日米欧の先進7カ国(G7)は8日、臨時の農相会合をオンラインで開催する。中東情勢の混乱に伴う肥料の不足や価格高騰への懸念が高まる中、食料の安定生産に向けた対応策を協議する。議長国のフランスが開催を提案し、日本からは鈴木憲和農林水産相が出席する。
中東各国は尿素やアンモニアを含む窒素肥料の主要な輸出元である。しかし、ホルムズ海峡の事実上の封鎖などにより物流が停滞し、世界的な供給が滞っている。穀物生産に不可欠な肥料の輸入が途絶えるリスクが浮上している。
国連食糧農業機関(FAO)によると、米・イスラエルによるイラン攻撃以前は、世界で取引される肥料の最大約3割がホルムズ海峡を通過していた。

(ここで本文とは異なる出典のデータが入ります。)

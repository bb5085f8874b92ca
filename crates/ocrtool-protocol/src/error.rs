//! Error taxonomy for the request protocol.
//!
//! Protocol failures are always surfaced to the caller as structured
//! JSON-RPC errors and never terminate the session. Collaborator failures
//! (image acquisition, recognition) deliberately do not appear here: they
//! are downgraded to empty results at the dispatch boundary and never reach
//! the wire as errors.

use thiserror::Error;

use crate::response::RpcErrorBody;

/// JSON-RPC error code for an unknown method.
pub const METHOD_NOT_FOUND: i64 = -32601;

/// JSON-RPC error code for invalid parameters or a malformed request.
pub const INVALID_PARAMS: i64 = -32602;

/// Errors surfaced to callers as JSON-RPC error envelopes.
#[derive(Debug, Error)]
pub enum ProtocolError {
    /// The request line was not a decodable JSON-RPC request.
    ///
    /// Reported with `id: null` because no reliable id could be recovered
    /// from the broken line.
    #[error("malformed request: {details}")]
    MalformedRequest {
        /// The underlying decode failure, forwarded as the `details` field.
        details: String,
    },

    /// The method name matched none of the fixed method set.
    #[error("method not found: {method}")]
    MethodNotFound {
        /// The unrecognised method name.
        method: String,
    },

    /// Method parameters violated a validation rule.
    #[error("invalid params: {message}")]
    InvalidParams {
        /// Human-readable description of the violated rule.
        message: String,
        /// Optional hint, e.g. the list of accepted values.
        hint: Option<String>,
    },
}

impl ProtocolError {
    /// Creates a malformed request error from a decode failure.
    pub fn malformed_request(details: impl Into<String>) -> Self {
        Self::MalformedRequest {
            details: details.into(),
        }
    }

    /// Creates a method-not-found error.
    pub fn method_not_found(method: impl Into<String>) -> Self {
        Self::MethodNotFound {
            method: method.into(),
        }
    }

    /// Creates an invalid-params error without a hint.
    pub fn invalid_params(message: impl Into<String>) -> Self {
        Self::InvalidParams {
            message: message.into(),
            hint: None,
        }
    }

    /// Creates an invalid-params error carrying a hint for the caller.
    pub fn invalid_params_with_hint(message: impl Into<String>, hint: impl Into<String>) -> Self {
        Self::InvalidParams {
            message: message.into(),
            hint: Some(hint.into()),
        }
    }

    /// Returns the JSON-RPC error code for this error.
    #[must_use]
    pub const fn code(&self) -> i64 {
        match self {
            Self::MethodNotFound { .. } => METHOD_NOT_FOUND,
            Self::MalformedRequest { .. } | Self::InvalidParams { .. } => INVALID_PARAMS,
        }
    }

    /// Builds the wire representation of this error.
    ///
    /// The malformed-request message is fixed so scripted callers can match
    /// on it; the decode cause travels in `details`.
    #[must_use]
    pub fn to_body(&self) -> RpcErrorBody {
        match self {
            Self::MalformedRequest { details } => RpcErrorBody {
                code: INVALID_PARAMS,
                message: "Invalid request: Ensure JSON is complete and contains fields like \
                          'method' and 'params'."
                    .to_owned(),
                hint: None,
                details: Some(details.clone()),
            },
            Self::MethodNotFound { .. } => RpcErrorBody {
                code: METHOD_NOT_FOUND,
                message: "Method not found".to_owned(),
                hint: None,
                details: None,
            },
            Self::InvalidParams { message, hint } => RpcErrorBody {
                code: INVALID_PARAMS,
                message: message.clone(),
                hint: hint.clone(),
                details: None,
            },
        }
    }
}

この航路の寸断は、国際的な肥料市場に深刻な打撃を与えている。
紛争の長期化によって、肥料不足が穀物生産に影響を波及させる懸念が強まっている。特に肥料輸入に依存する国々では、生産コストの上昇が農業経営を圧迫する可能性がある。
開発途上国を中心に、食料生産の減少が飢餓問題の深刻化を招くことへの危機感が高まっている。G7は緊急の支援策や代替供給源の確保など、具体的な行動を話し合う見通しだ。